Novos rumos da psiquiatria e sua influência na clínica e na pesquisa

Entender os rumos da psiquiatria americana é fundamental para entender a tendência que afeta a pratica clínica no mundo todo. O texto do psicanalista Marcelo Veras, publicado no blog da Subversos, explica bem as consequências que as políticas de saúde trazem para a clínica.  
Submundos
O que podemos esperar da troca do mais alto posto da psiquiatria americana, a direção do National Institut of Mental Health (NIMH)? Por treze anos a entidade foi comandada pelo notório Dr. Thomas Insel. Insel ganhou repercussão mundial quando a esperada quinta edição do DSM, que vinha sendo organizada pela Associação de Psiquiatria Americana, não foi referendada pelo NIMH no exato momento de seu lançamento. O DSM5 foi elaborado em meio a grandes polêmicas e resistências, principalmente quando o mundo descobriu o alto grau de comprometimento dos psiquiatras responsáveis com a indústria farmacêutica. Quando o NIMH desautorizou o DSM5 muitos comemoraram, pois a expectativa era de um manual ainda mais repleto de transtornos, aumentando enormemente o que poderia ser considerado uma patologia mental. Contudo, como chamou atenção Eric Laurent, em um artigo escrito logo após o anúncio do NIMH, não haveria muito o que comemorar, já que a crítica de Insel era precisamente que o DSM5 não era suficientemente “científico”, deixando entrever que o futuro da psiquiatria seria seu desaparecimento no oceano das pesquisas em neurociências[1].
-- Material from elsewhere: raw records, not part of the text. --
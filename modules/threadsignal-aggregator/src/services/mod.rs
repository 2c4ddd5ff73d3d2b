// Platform strategies. Each one knows a single platform's URLs, pagination
// and payload shapes, and hands raw nodes back to the aggregator. Retry,
// backoff and session handling come from the shared transport and ApiClient.

pub(crate) mod bluesky;
pub(crate) mod hackernews;
pub(crate) mod reddit;
pub(crate) mod twitter;

use chrono::{DateTime, Utc};
use serde::Deserialize;

use threadsignal_common::{Platform, Result, ThreadError};

use crate::auth::AuthSession;

/// Token endpoint reply shared by the OAuth2 client-credentials platforms.
/// Some providers answer 200 with an `error` field instead of a token.
#[derive(Debug, Deserialize)]
pub(crate) struct OAuthTokenResponse {
    access_token: Option<String>,
    expires_in: Option<i64>,
    error: Option<String>,
    error_description: Option<String>,
}

impl OAuthTokenResponse {
    pub(crate) fn into_session(self, platform: Platform) -> Result<AuthSession> {
        match self.access_token {
            Some(token) if !token.is_empty() => {
                let session = AuthSession::new(token);
                Ok(match self.expires_in {
                    Some(secs) => session.expires_in(secs),
                    None => session,
                })
            }
            _ => Err(ThreadError::AuthenticationFailed(format!(
                "{platform} token endpoint returned no token: {}",
                self.error_description
                    .or(self.error)
                    .unwrap_or_else(|| "empty response".to_string())
            ))),
        }
    }
}

/// Errors that end a whole fetch rather than a single node or page.
pub(crate) fn halts_fetch(err: &ThreadError) -> bool {
    matches!(
        err,
        ThreadError::RateLimited { .. }
            | ThreadError::Cancelled
            | ThreadError::AuthenticationFailed(_)
    )
}

pub(crate) fn from_unix_secs(secs: f64) -> Option<DateTime<Utc>> {
    if !secs.is_finite() {
        return None;
    }
    DateTime::from_timestamp(secs.trunc() as i64, 0)
}

pub(crate) fn parse_rfc3339(value: &str) -> Option<DateTime<Utc>> {
    DateTime::parse_from_rfc3339(value)
        .ok()
        .map(|dt| dt.with_timezone(&Utc))
}

#[cfg(test)]
mod tests {
    use super::*;

    #[test]
    fn token_reply_with_error_field_fails() {
        let reply: OAuthTokenResponse =
            serde_json::from_str(r#"{"error": "invalid_grant"}"#).unwrap();
        let err = reply.into_session(Platform::Reddit).unwrap_err();
        assert!(matches!(err, ThreadError::AuthenticationFailed(m) if m.contains("invalid_grant")));
    }

    #[test]
    fn token_reply_sets_expiry_when_given() {
        let reply: OAuthTokenResponse =
            serde_json::from_str(r#"{"access_token": "abc", "expires_in": 3600}"#).unwrap();
        let session = reply.into_session(Platform::Reddit).unwrap();
        assert_eq!(session.access_token, "abc");
        assert!(session.expires_at.is_some());

        let reply: OAuthTokenResponse =
            serde_json::from_str(r#"{"access_token": "abc"}"#).unwrap();
        assert!(reply.into_session(Platform::Twitter).unwrap().expires_at.is_none());
    }

    #[test]
    fn timestamps_parse() {
        assert_eq!(from_unix_secs(0.0).unwrap().timestamp(), 0);
        assert!(from_unix_secs(f64::NAN).is_none());
        assert!(parse_rfc3339("2024-05-01T12:00:00.000Z").is_some());
        assert!(parse_rfc3339("yesterday").is_none());
    }
}
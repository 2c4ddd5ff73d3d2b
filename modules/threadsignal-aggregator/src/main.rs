use anyhow::{bail, Result};
use tokio_util::sync::CancellationToken;
use tracing::{info, warn};
use tracing_subscriber::EnvFilter;

use threadsignal_aggregator::{Aggregator, Config, Platform, ThreadReference, ThreadRequest};

const USAGE: &str = "usage: threadsignal <platform> <id-or-url> | threadsignal <url>";

#[tokio::main]
async fn main() -> Result<()> {
    tracing_subscriber::fmt()
        .with_env_filter(EnvFilter::from_default_env().add_directive("threadsignal=info".parse()?))
        .with_writer(std::io::stderr)
        .init();

    let config = Config::from_env()?;
    config.log_redacted();

    let args: Vec<String> = std::env::args().skip(1).collect();
    let reference = match args.as_slice() {
        [url] => ThreadReference::parse(url)?,
        [platform, target] => ThreadReference::new(platform.parse::<Platform>()?, target.as_str()),
        _ => bail!(USAGE),
    };
    let mut request = ThreadRequest::new(reference);
    if let Some(max_nodes) = config.max_nodes {
        request = request.max_nodes(max_nodes);
    }

    let aggregator = Aggregator::from_config(&config)?;

    // Ctrl-C stops new work; whatever was collected is still printed.
    let cancel = CancellationToken::new();
    let on_signal = cancel.clone();
    tokio::spawn(async move {
        if tokio::signal::ctrl_c().await.is_ok() {
            warn!("Interrupted, returning partial thread");
            on_signal.cancel();
        }
    });

    let result = aggregator.aggregate(request, cancel).await?;
    info!(
        nodes = result.total_nodes_processed,
        may_be_incomplete = result.may_be_incomplete,
        "Done"
    );
    println!("{}", serde_json::to_string_pretty(&result)?);
    Ok(())
}
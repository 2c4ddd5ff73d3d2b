// Aggregator: the public entry point. Callers hand it a ThreadRequest and a
// cancellation token and get back one normalized ThreadResult.
//
// The aggregator owns one fetcher per platform and, for platforms with
// credentials, one long-lived TokenAuthenticator. Everything else (retry
// budget, seen set, skip list) is created fresh per call.

use std::collections::HashMap;
use std::sync::Arc;

use tokio_util::sync::CancellationToken;
use tracing::{info, warn};

use threadsignal_common::{
    Config, CredentialStore, Platform, Result, ThreadError, ThreadRequest, ThreadResult,
};

use crate::auth::{AuthStatus, CredentialExchange, TokenAuthenticator};
use crate::context::FetchContext;
use crate::fetcher::PlatformFetcher;
use crate::services::bluesky::{BlueskyExchange, BlueskyFetcher};
use crate::services::hackernews::HackerNewsFetcher;
use crate::services::reddit::{RedditExchange, RedditFetcher};
use crate::services::twitter::{TwitterExchange, TwitterFetcher};
use crate::transport::{HttpTransport, RateLimitedTransport, ReqwestTransport, RequestBudget, RetryPolicy};
use crate::tree::TreeBuilder;

/// Per-call limits applied to every fetch.
#[derive(Debug, Clone, PartialEq)]
pub struct FetchSettings {
    pub retry: RetryPolicy,
    /// Retries shared by all requests of one call.
    pub retry_budget: u32,
    /// HTTP calls allowed per call.
    pub max_requests: usize,
    /// Fan-out concurrency cap.
    pub concurrency: usize,
    /// Default node ceiling when the request sets none.
    pub max_nodes: Option<usize>,
}

impl Default for FetchSettings {
    fn default() -> Self {
        Self {
            retry: RetryPolicy::default(),
            retry_budget: 50,
            max_requests: 2000,
            concurrency: 50,
            max_nodes: None,
        }
    }
}

impl FetchSettings {
    pub fn from_config(config: &Config) -> Self {
        Self {
            retry: RetryPolicy::from_config(config),
            retry_budget: config.retry_budget,
            max_requests: config.max_requests,
            concurrency: config.fan_out_concurrency,
            max_nodes: config.max_nodes,
        }
    }
}

pub struct Aggregator {
    fetchers: HashMap<Platform, Arc<dyn PlatformFetcher>>,
    settings: FetchSettings,
}

impl Aggregator {
    pub fn builder() -> AggregatorBuilder {
        AggregatorBuilder::default()
    }

    /// Production aggregator: reqwest transport, credentials and limits from
    /// the environment config.
    pub fn from_config(config: &Config) -> Result<Self> {
        let transport = ReqwestTransport::from_config(config)?;
        Self::builder()
            .transport(Arc::new(transport))
            .credentials(Arc::new(config.clone()))
            .settings(FetchSettings::from_config(config))
            .build()
    }

    pub fn settings(&self) -> &FetchSettings {
        &self.settings
    }

    pub fn platforms(&self) -> Vec<Platform> {
        let mut platforms: Vec<Platform> = self.fetchers.keys().copied().collect();
        platforms.sort();
        platforms
    }

    /// Session state for a platform, `None` if it has no credentials.
    pub fn auth_status(&self, platform: Platform) -> Option<AuthStatus> {
        self.fetchers
            .get(&platform)?
            .authenticator()
            .map(|auth| auth.status())
    }

    /// Fetch one thread and rebuild its comment tree.
    ///
    /// Fails only when the root cannot be fetched or authentication never
    /// succeeds. Anything lost after the root is in hand, including
    /// cancellation, yields a partial result with `may_be_incomplete`.
    pub async fn aggregate(
        &self,
        request: ThreadRequest,
        cancel: CancellationToken,
    ) -> Result<ThreadResult> {
        let platform = request.reference.platform;
        let fetcher = self
            .fetchers
            .get(&platform)
            .ok_or_else(|| ThreadError::UnsupportedPlatform(platform.to_string()))?;
        if cancel.is_cancelled() {
            return Err(ThreadError::Cancelled);
        }

        match fetcher.authenticator() {
            Some(auth) => {
                tokio::select! {
                    _ = cancel.cancelled() => return Err(ThreadError::Cancelled),
                    session = auth.ensure_valid_session() => { session?; }
                }
            }
            None if fetcher.requires_auth() => {
                warn!(%platform, "No credentials configured");
                return Err(ThreadError::AuthenticationFailed(format!(
                    "{platform} requires credentials and none are configured"
                )));
            }
            None => {}
        }

        let budget = RequestBudget::new(
            self.settings.retry_budget,
            self.settings.max_requests,
            cancel.child_token(),
        );
        let ctx = FetchContext::new(budget, self.settings.concurrency)
            .with_max_nodes(request.max_nodes.or(self.settings.max_nodes))
            .with_from_date(request.from_date);

        info!(reference = %request.reference, "Aggregating thread");
        let fetched = fetcher.fetch_thread(&request.reference, &ctx).await?;
        let built = TreeBuilder::build(fetched.root, fetched.nodes);

        let mut skipped = ctx.skipped();
        skipped.extend(built.skipped);
        let result = ThreadResult::new(platform, built.root, built.processed, skipped);

        info!(
            reference = %request.reference,
            nodes = result.total_nodes_processed,
            orphans_adopted = built.orphans_adopted,
            requests = ctx.budget().requests_made(),
            retries = ctx.budget().retries_used(),
            may_be_incomplete = result.may_be_incomplete,
            "Thread aggregated"
        );
        Ok(result)
    }
}

// ---------------------------------------------------------------------------
// Builder
// ---------------------------------------------------------------------------

#[derive(Default)]
pub struct AggregatorBuilder {
    transport: Option<Arc<dyn HttpTransport>>,
    credentials: Option<Arc<dyn CredentialStore>>,
    settings: FetchSettings,
    overrides: Vec<Arc<dyn PlatformFetcher>>,
}

impl AggregatorBuilder {
    /// HTTP client every fetcher and credential exchange goes through.
    /// Defaults to reqwest.
    pub fn transport(mut self, transport: Arc<dyn HttpTransport>) -> Self {
        self.transport = Some(transport);
        self
    }

    pub fn credentials(mut self, store: Arc<dyn CredentialStore>) -> Self {
        self.credentials = Some(store);
        self
    }

    pub fn settings(mut self, settings: FetchSettings) -> Self {
        self.settings = settings;
        self
    }

    /// Replace the built-in fetcher for `fetcher.platform()`.
    pub fn fetcher(mut self, fetcher: Arc<dyn PlatformFetcher>) -> Self {
        self.overrides.push(fetcher);
        self
    }

    pub fn build(self) -> Result<Aggregator> {
        let transport: Arc<dyn HttpTransport> = match self.transport {
            Some(transport) => transport,
            None => Arc::new(ReqwestTransport::from_config(&Config::default())?),
        };
        let http = Arc::new(RateLimitedTransport::new(transport, self.settings.retry));
        let credentials = self.credentials;

        let authenticator = |platform: Platform, exchange: Arc<dyn CredentialExchange>| {
            let creds = credentials.as_ref()?.credentials(platform)?;
            info!(%platform, identity = creds.identity(), "Credentials configured");
            Some(Arc::new(TokenAuthenticator::new(platform, creds, exchange)))
        };

        let mut fetchers: HashMap<Platform, Arc<dyn PlatformFetcher>> = HashMap::new();
        fetchers.insert(
            Platform::Reddit,
            Arc::new(RedditFetcher::new(
                http.clone(),
                authenticator(Platform::Reddit, Arc::new(RedditExchange::new(http.clone()))),
            )),
        );
        fetchers.insert(
            Platform::Bluesky,
            Arc::new(BlueskyFetcher::new(
                http.clone(),
                authenticator(Platform::Bluesky, Arc::new(BlueskyExchange::new(http.clone()))),
            )),
        );
        fetchers.insert(
            Platform::HackerNews,
            Arc::new(HackerNewsFetcher::new(http.clone())),
        );
        fetchers.insert(
            Platform::Twitter,
            Arc::new(TwitterFetcher::new(
                http.clone(),
                authenticator(Platform::Twitter, Arc::new(TwitterExchange::new(http.clone()))),
            )),
        );
        for fetcher in self.overrides {
            fetchers.insert(fetcher.platform(), fetcher);
        }

        Ok(Aggregator {
            fetchers,
            settings: self.settings,
        })
    }
}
As pesquisas translacionais
Efetivamente, a gestão Insel priorizou a neurociência e estrangulou progressivamente o orçamento para a pesquisa clínica. Afinal, com toda a crítica feita ao DSM, este era ainda um instrumento conectado à experiência clínica de profissionais que recebiam pacientes todos os dias. A partir de 2010, o NIMH instalou um novo critério para aprovação de pesquisas , chamado de RDC (Research Domain Criteria), que atrelava qualquer solicitação de financiamento à pesquisa translacional. O que é a Pesquisa Translacional? Trata-se de uma tendência mundial, crescente na pesquisa de doenças de todos os tipos, que visa agilizar a transferência de resultados da pesquisa básica à pesquisa clínica, afim de produzir benefícios para a comunidade como um todo. Em princípio a ideia é muito boa, pois visa reduzir o hiato entre a ciência pura e a prática clínica. As pesquisas translacionais no caso da psiquiatria envolvem sempre, em uma mesma pesquisa, tanto os genes, moléculas produzidas, células, e circuitos cerebrais, quanto o comportamento e os resultados clínicos obtidos.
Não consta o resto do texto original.